The GIGASTROKE consortium, which is made up of several international consortiums and institutions including the Hospital del Mar Medical Research Institute (IMIM) and Hospital del Mar, has led a genomic study of stroke that has detected new genes associated with the disease.
Samples from population databases, hospitals, biobanks and 5 clinical trials have been used for this research. More than 2.5 million patient samples were analyzed (200,000 of whom had suffered a stroke), including the 2,000 provided by the Hospital del Mar. And the results have identified a total of 89 genes associated with the disease, 61 of which were previously unknown.
“This project is the largest on genetics in stroke risk that has been carried out so far and is the result of joining the efforts of the most relevant consortiums worldwide”

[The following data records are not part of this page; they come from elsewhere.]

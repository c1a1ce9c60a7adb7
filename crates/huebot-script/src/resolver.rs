//! Device resolution
//!
//! Maps a program's abstract [`DeviceRef`]s to concrete [`Device`]s.

use crate::gateway::{Device, DeviceKind};
use huebot_core::DeviceRef;
use std::collections::HashMap;
use thiserror::Error;

/// A reference that maps to no device
#[derive(Debug, Clone, PartialEq, Eq, Error)]
pub enum ResolveError {
    #[error("unmapped light '{0}'")]
    UnmappedLight(String),

    #[error("unmapped group '{0}'")]
    UnmappedGroup(String),

    #[error("unmapped device input ${0}")]
    UnmappedInput(usize),

    #[error("$all used but no device inputs were given")]
    NoInputs,
}

/// Maps references to devices
pub trait DeviceResolver: Send + Sync {
    fn resolve(&self, reference: &DeviceRef) -> Result<Vec<Device>, ResolveError>;
}

/// A device input given to a run, by id or name
#[derive(Debug, Clone, PartialEq, Eq)]
pub enum DeviceInput {
    Light(String),
    Group(String),
}

/// In-memory resolver over a known set of lights and groups
///
/// Lookups try the numeric id first, then the name.
#[derive(Debug, Clone, Default)]
pub struct DeviceMapper {
    lights_by_id: HashMap<u32, Device>,
    lights_by_name: HashMap<String, Device>,
    groups_by_id: HashMap<u32, Device>,
    groups_by_name: HashMap<String, Device>,
    inputs: Vec<Device>,
}

impl DeviceMapper {
    /// Index the given devices by id and name
    pub fn new(devices: impl IntoIterator<Item = Device>) -> Self {
        let mut mapper = Self::default();
        for device in devices {
            let (by_id, by_name) = match device.kind {
                DeviceKind::Light => (&mut mapper.lights_by_id, &mut mapper.lights_by_name),
                DeviceKind::Group => (&mut mapper.groups_by_id, &mut mapper.groups_by_name),
            };
            by_id.insert(device.id, device.clone());
            by_name.insert(device.name.clone(), device);
        }
        mapper
    }

    /// Bind `$1..$n` (and `$all`) to the given inputs, in order
    pub fn with_inputs(mut self, inputs: Vec<DeviceInput>) -> Result<Self, ResolveError> {
        let mut resolved = Vec::with_capacity(inputs.len());
        for input in inputs {
            let device = match &input {
                DeviceInput::Light(key) => self.light(key)?,
                DeviceInput::Group(key) => self.group(key)?,
            };
            resolved.push(device.clone());
        }
        self.inputs = resolved;
        Ok(self)
    }

    /// Devices bound to `$1..$n`
    pub fn inputs(&self) -> &[Device] {
        &self.inputs
    }

    fn light(&self, key: &str) -> Result<&Device, ResolveError> {
        lookup(&self.lights_by_id, &self.lights_by_name, key)
            .ok_or_else(|| ResolveError::UnmappedLight(key.to_string()))
    }

    fn group(&self, key: &str) -> Result<&Device, ResolveError> {
        lookup(&self.groups_by_id, &self.groups_by_name, key)
            .ok_or_else(|| ResolveError::UnmappedGroup(key.to_string()))
    }

    /// Light references among `refs` that map to nothing
    pub fn missing_lights(&self, refs: &[DeviceRef]) -> Vec<String> {
        refs.iter()
            .filter_map(|r| match r {
                DeviceRef::Light(key) if self.light(key).is_err() => Some(key.clone()),
                _ => None,
            })
            .collect()
    }

    /// Group references among `refs` that map to nothing
    pub fn missing_groups(&self, refs: &[DeviceRef]) -> Vec<String> {
        refs.iter()
            .filter_map(|r| match r {
                DeviceRef::Group(key) if self.group(key).is_err() => Some(key.clone()),
                _ => None,
            })
            .collect()
    }

    /// Input references among `refs` with no bound input
    pub fn missing_inputs(&self, refs: &[DeviceRef]) -> Vec<DeviceRef> {
        refs.iter()
            .filter(|r| match r {
                DeviceRef::Input(n) => *n == 0 || *n > self.inputs.len(),
                DeviceRef::AllInputs => self.inputs.is_empty(),
                _ => false,
            })
            .cloned()
            .collect()
    }
}

fn lookup<'a>(
    by_id: &'a HashMap<u32, Device>,
    by_name: &'a HashMap<String, Device>,
    key: &str,
) -> Option<&'a Device> {
    key.parse::<u32>()
        .ok()
        .and_then(|id| by_id.get(&id))
        .or_else(|| by_name.get(key))
}

impl DeviceResolver for DeviceMapper {
    fn resolve(&self, reference: &DeviceRef) -> Result<Vec<Device>, ResolveError> {
        match reference {
            DeviceRef::Light(key) => Ok(vec![self.light(key)?.clone()]),
            DeviceRef::Group(key) => Ok(vec![self.group(key)?.clone()]),
            DeviceRef::Input(n) => n
                .checked_sub(1)
                .and_then(|i| self.inputs.get(i))
                .map(|d| vec![d.clone()])
                .ok_or(ResolveError::UnmappedInput(*n)),
            DeviceRef::AllInputs if self.inputs.is_empty() => Err(ResolveError::NoInputs),
            DeviceRef::AllInputs => Ok(self.inputs.clone()),
        }
    }
}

Jordi Jiménez Conde (IMIM-Hospital del Mar)
The study is also innovative in that it provides a more global perspective as it is the first time that cross-risk has been analyzed across different populations. Indeed, one third of the samples came from patients of non-European descent (East and South Asia, Africa and Latin America).
This study offers genetic prediction tools, improved and validated for the first time in populations of non-European ancestry, to guide the development of new drugs.
Stroke is responsible for about 12% of deaths worldwide and further study of the genes identified in this research could point to new therapeutic targets for both prevention and treatment of the disease.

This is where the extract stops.